Shakur Stevenson. Photo by Mikey Williams/ TOP RANK
07
Jun

LAS VEGAS – He’s only 20, but Shakur Stevenson wants it all. And he wants it all right now.

The 2016 Olympic silver medalist turned pro last April and has won his first six fights, but he’s simply not interested in taking the long road of tune-up fights before getting a crack at a world title. Perhaps inspired by Vasiliy Lomachenko’s swift ascent up the pound-for-pound rankings after turning pro just under five years ago, Stevenson (6-0, 3 knockouts) is getting anxious.

On Saturday, Stevenson will fight for the third time this year when he faces Aelio Mesquita (16-1) in a scheduled eight-round featherweight bout. The fight will be on the undercard of Jeff Horn’s WBO welterweight title defense against former undisputed 140-pound champ Terence Crawford, which will be streamed live on ESPN+. The show takes place at the MGM Grand Garden Arena.

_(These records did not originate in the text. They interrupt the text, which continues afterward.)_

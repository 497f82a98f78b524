//! The display: event loop, dispatch and teardown.
//!
//! A [`Display`] is the connection to one native toolkit. It is bound to the
//! thread that created it (its UI thread) and owns:
//!
//! - the native toolkit
//! - the [`HandleRegistry`] of live widgets
//! - the [`Synchronizer`] for cross-thread runnables
//! - the timer queue, the deferred event queue and the dispose list
//! - the display-level filter and listener tables
//!
//! `Display` is a cheap, cloneable handle that is `Send + Sync`, so it can be
//! given to worker threads for [`Display::async_exec`], [`Display::sync_exec`]
//! and [`Display::wake`]. Every other operation must run on the UI thread.
//!
//! # Event Loop
//!
//! ```ignore
//! let displays = DisplayRegistry::new();
//! let display = Display::new(&displays)?;
//! let shell = Shell::new(&display)?;
//! shell.open()?;
//!
//! while !shell.is_disposed() {
//!     if !display.read_and_dispatch()? {
//!         display.sleep()?;
//!     }
//! }
//! display.dispose()?;
//! ```

use std::collections::VecDeque;
use std::fmt;
use std::panic::{self, AssertUnwindSafe};
use std::sync::Arc;
use std::sync::atomic::{AtomicBool, AtomicU32, AtomicU64, Ordering};
use std::thread::ThreadId;
use std::time::Duration;

use crossbeam_channel::Receiver;
use parking_lot::Mutex;

use crate::config::DisplayConfig;
use crate::data::DataStore;
use crate::display_registry::DisplayRegistry;
use crate::error::{Error, Result};
use crate::event::{Event, EventType};
use crate::event_table::{EventTable, Listener, dispatch};
use crate::headless::HeadlessToolkit;
use crate::logging::{WidgetTreeDebug, targets};
use crate::native::{Handle, NativeEvent, NativeToolkit, Waker};
use crate::registry::{HandleRegistry, WidgetId};
use crate::synchronizer::{Synchronizer, panic_message};
use crate::thread_check::ThreadAffinity;
use crate::timer::{TimerId, TimerManager};
use crate::widget::{NativeWidget, SharedToolkit, dispose_widget};

static NEXT_DISPLAY_SERIAL: AtomicU64 = AtomicU64::new(1);

type DisposeTask = Box<dyn FnOnce() + Send + 'static>;

pub(crate) struct DisplayInner {
    serial: u64,
    affinity: ThreadAffinity,
    config: DisplayConfig,
    toolkit_name: String,
    disposed: AtomicBool,
    disposing: AtomicBool,
    toolkit: SharedToolkit,
    registry: Mutex<HandleRegistry>,
    synchronizer: Synchronizer,
    timers: Mutex<TimerManager>,
    waker: Waker,
    wake_rx: Receiver<()>,
    filters: Mutex<EventTable>,
    listeners: Mutex<EventTable>,
    deferred: Mutex<VecDeque<Event>>,
    dispose_list: Mutex<Vec<DisposeTask>>,
    data: Mutex<DataStore>,
    last_event_time: AtomicU32,
    displays: DisplayRegistry,
}

/// A connection to a native toolkit, bound to one UI thread.
#[derive(Clone)]
pub struct Display {
    inner: Arc<DisplayInner>,
}

/// Builds a [`Display`] with a chosen toolkit and configuration.
pub struct DisplayBuilder<'a> {
    registry: &'a DisplayRegistry,
    toolkit: Option<Box<dyn NativeToolkit>>,
    config: DisplayConfig,
}

impl<'a> DisplayBuilder<'a> {
    /// Use `toolkit` instead of the headless toolkit.
    pub fn toolkit(mut self, toolkit: impl NativeToolkit + 'static) -> Self {
        self.toolkit = Some(Box::new(toolkit));
        self
    }

    /// Use `config` instead of the default configuration.
    pub fn config(mut self, config: DisplayConfig) -> Self {
        self.config = config;
        self
    }

    /// Create the display on the calling thread.
    ///
    /// Fails with [`Error::ThreadHasDisplay`] if the thread already owns a
    /// live display, or [`Error::TooManyDisplays`] if the registry is full.
    pub fn build(self) -> Result<Display> {
        self.config.validate()?;
        let mut toolkit = self
            .toolkit
            .unwrap_or_else(|| Box::new(HeadlessToolkit::new()));
        let (waker, wake_rx) = Waker::channel();
        toolkit.install_waker(waker.clone());
        let toolkit_name = toolkit.name().to_string();
        let affinity = ThreadAffinity::current();

        let display = Display {
            inner: Arc::new(DisplayInner {
                serial: NEXT_DISPLAY_SERIAL.fetch_add(1, Ordering::Relaxed),
                affinity,
                config: self.config,
                toolkit_name,
                disposed: AtomicBool::new(false),
                disposing: AtomicBool::new(false),
                toolkit: Arc::new(Mutex::new(toolkit)),
                registry: Mutex::new(HandleRegistry::new()),
                synchronizer: Synchronizer::new(affinity.thread_id(), waker.clone()),
                timers: Mutex::new(TimerManager::new()),
                waker,
                wake_rx,
                filters: Mutex::new(EventTable::new()),
                listeners: Mutex::new(EventTable::new()),
                deferred: Mutex::new(VecDeque::new()),
                dispose_list: Mutex::new(Vec::new()),
                data: Mutex::new(DataStore::new()),
                last_event_time: AtomicU32::new(0),
                displays: self.registry.clone(),
            }),
        };

        self.registry.register(&display)?;
        let inner = &display.inner;
        tracing::info!(
            target: targets::DISPLAY,
            serial = inner.serial,
            toolkit = %inner.toolkit_name,
            app_name = ?inner.config.app_name,
            "display created"
        );
        Ok(display)
    }
}
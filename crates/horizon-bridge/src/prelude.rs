//! Prelude module for Horizon Bridge.
//!
//! This module re-exports the most commonly used types for convenient importing:
//!
//! ```ignore
//! use horizon_bridge::prelude::*;
//! ```
//!
//! This provides access to:
//! - Display lifecycle (`Display`, `DisplayRegistry`, `DisplayConfig`)
//! - Events and listeners (`Event`, `EventType`, `Listener`)
//! - Widget capabilities (`Disposable`, `EventSource`, `NativeHandleOwner`)
//! - Every widget adapter

// ============================================================================
// Display
// ============================================================================

pub use crate::{Display, DisplayConfig, DisplayRegistry, TimerId};

// ============================================================================
// Events
// ============================================================================

pub use crate::{Event, EventDetail, EventType, Listener, ListenerError, StateMask};

// ============================================================================
// Widget Foundation
// ============================================================================

pub use crate::{
    Disposable, EventSource, NativeHandleOwner, Style, Widget, WidgetData, WidgetId,
};

// ============================================================================
// Errors
// ============================================================================

pub use crate::{Error, Result};

// ============================================================================
// Widgets
// ============================================================================

pub use crate::widgets::{
    Combo, DateTime, Menu, MenuItem, Shell, Spinner, Table, TableColumn, TableItem, ToolTip, Tray,
    TrayItem,
};

// ============================================================================
// Native Backend
// ============================================================================

pub use crate::{Alignment, HeadlessController, HeadlessToolkit, SortDirection, TextDirection};
//! Cross-thread runnable queue.
//!
//! The [`Synchronizer`] lets any thread hand work to a display's UI thread:
//!
//! - [`Synchronizer::async_exec`] queues a runnable and returns at once.
//! - [`Synchronizer::sync_exec`] queues a runnable and blocks until the UI
//!   thread has run it, returning its result. Called on the UI thread
//!   itself, it runs the runnable inline.
//!
//! The UI thread drains the queue in [`Synchronizer::run_async_messages`],
//! which the display calls from `read_and_dispatch` when no native event is
//! pending. Runnables execute in submission order. A drain only runs the
//! runnables present when it started, so a runnable that queues another
//! cannot starve native input.
//!
//! After [`Synchronizer::release`] the queue is empty and every later
//! submission fails with [`Error::DeviceDisposed`]. Threads blocked in
//! `sync_exec` on a released runnable wake with the same error.

use std::any::Any;
use std::collections::VecDeque;
use std::panic::{self, AssertUnwindSafe};
use std::thread::ThreadId;

use parking_lot::Mutex;

use crate::error::{Error, Result};
use crate::logging::targets;
use crate::native::Waker;

type Runnable = Box<dyn FnOnce() -> std::result::Result<(), String> + Send>;

struct QueuedRunnable {
    run: Runnable,
    /// The thread blocked in `sync_exec`, if any.
    requester: Option<ThreadId>,
}

struct QueueState {
    runnables: VecDeque<QueuedRunnable>,
    released: bool,
}

/// Marshals runnables from any thread onto a display's UI thread.
pub struct Synchronizer {
    queue: Mutex<QueueState>,
    ui_thread: ThreadId,
    sync_thread: Mutex<Option<ThreadId>>,
    waker: Waker,
}

impl Synchronizer {
    pub(crate) fn new(ui_thread: ThreadId, waker: Waker) -> Self {
        Self {
            queue: Mutex::new(QueueState {
                runnables: VecDeque::new(),
                released: false,
            }),
            ui_thread,
            sync_thread: Mutex::new(None),
            waker,
        }
    }

    /// Queue `task` to run on the UI thread and return immediately.
    pub fn async_exec<F>(&self, task: F) -> Result<()>
    where
        F: FnOnce() + Send + 'static,
    {
        self.enqueue(
            Box::new(move || {
                panic::catch_unwind(AssertUnwindSafe(task))
                    .map_err(|payload| panic_message(payload.as_ref()))
            }),
            None,
        )
    }

    /// Run `task` on the UI thread and wait for its result.
    ///
    /// On the UI thread the task runs inline. A panicking task surfaces as
    /// [`Error::FailedExec`] in the caller.
    pub fn sync_exec<F, R>(&self, task: F) -> Result<R>
    where
        F: FnOnce() -> R + Send + 'static,
        R: Send + 'static,
    {
        let current = std::thread::current().id();
        if current == self.ui_thread {
            if self.queue.lock().released {
                return Err(Error::DeviceDisposed);
            }
            let previous = self.sync_thread.lock().replace(current);
            let result = panic::catch_unwind(AssertUnwindSafe(task));
            *self.sync_thread.lock() = previous;
            return result.map_err(|payload| Error::FailedExec(panic_message(payload.as_ref())));
        }

        let (tx, rx) = crossbeam_channel::bounded(1);
        self.enqueue(
            Box::new(move || {
                let result = panic::catch_unwind(AssertUnwindSafe(task))
                    .map_err(|payload| panic_message(payload.as_ref()));
                // Failures go to the waiting thread, not the UI loop.
                let _ = tx.send(result);
                Ok(())
            }),
            Some(current),
        )?;

        match rx.recv() {
            Ok(Ok(value)) => Ok(value),
            Ok(Err(message)) => Err(Error::FailedExec(message)),
            Err(_) => Err(Error::DeviceDisposed),
        }
    }

    fn enqueue(&self, run: Runnable, requester: Option<ThreadId>) -> Result<()> {
        {
            let mut queue = self.queue.lock();
            if queue.released {
                return Err(Error::DeviceDisposed);
            }
            queue.runnables.push_back(QueuedRunnable { run, requester });
            tracing::trace!(
                target: targets::SYNCHRONIZER,
                pending = queue.runnables.len(),
                synchronous = requester.is_some(),
                "queued runnable"
            );
        }
        self.waker.wake();
        Ok(())
    }

    /// Run the runnables queued when the call started.
    ///
    /// Returns `Ok(true)` if at least one runnable ran. If an async runnable
    /// panics, the drain stops and the panic is returned as
    /// [`Error::FailedExec`]; later runnables stay queued.
    pub fn run_async_messages(&self) -> Result<bool> {
        let snapshot = self.queue.lock().runnables.len();
        let mut ran = false;

        for _ in 0..snapshot {
            let Some(runnable) = self.queue.lock().runnables.pop_front() else {
                break;
            };
            ran = true;

            *self.sync_thread.lock() = runnable.requester;
            let result = (runnable.run)();
            *self.sync_thread.lock() = None;

            if let Err(message) = result {
                tracing::warn!(target: targets::SYNCHRONIZER, %message, "async runnable panicked");
                return Err(Error::FailedExec(message));
            }
        }

        Ok(ran)
    }

    /// Whether any runnable is queued.
    pub fn has_pending(&self) -> bool {
        !self.queue.lock().runnables.is_empty()
    }

    /// The number of queued runnables.
    pub fn pending_count(&self) -> usize {
        self.queue.lock().runnables.len()
    }

    /// The thread whose `sync_exec` runnable is currently running, if any.
    pub fn sync_thread(&self) -> Option<ThreadId> {
        *self.sync_thread.lock()
    }

    /// Drop every queued runnable and refuse new ones.
    pub(crate) fn release(&self) {
        let dropped = {
            let mut queue = self.queue.lock();
            queue.released = true;
            std::mem::take(&mut queue.runnables)
        };
        if !dropped.is_empty() {
            tracing::debug!(
                target: targets::SYNCHRONIZER,
                count = dropped.len(),
                "dropping runnables on release"
            );
        }
        // Dropping the runnables drops their completion senders, waking
        // any thread blocked in `sync_exec`.
        drop(dropped);
    }
}

/// Extract a readable message from a panic payload.
pub(crate) fn panic_message(payload: &(dyn Any + Send)) -> String {
    if let Some(message) = payload.downcast_ref::<&str>() {
        (*message).to_string()
    } else if let Some(message) = payload.downcast_ref::<String>() {
        message.clone()
    } else {
        "runnable panicked".to_string()
    }
}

Stevenson is seated by a ring that is placed in the middle of the MGM Grand casino floor where both Jeff Horn and Terence Crawford will appear, workout and speak to the media. You can tell by the look in his eyes that the young featherweight from Newark, New Jersey is thinking about the day he gets the opportunity to headline a card. As Horn makes his way down, Stevenson is visibly fidgeting. Perhaps it is all that young energy that has him bouncing in his chair.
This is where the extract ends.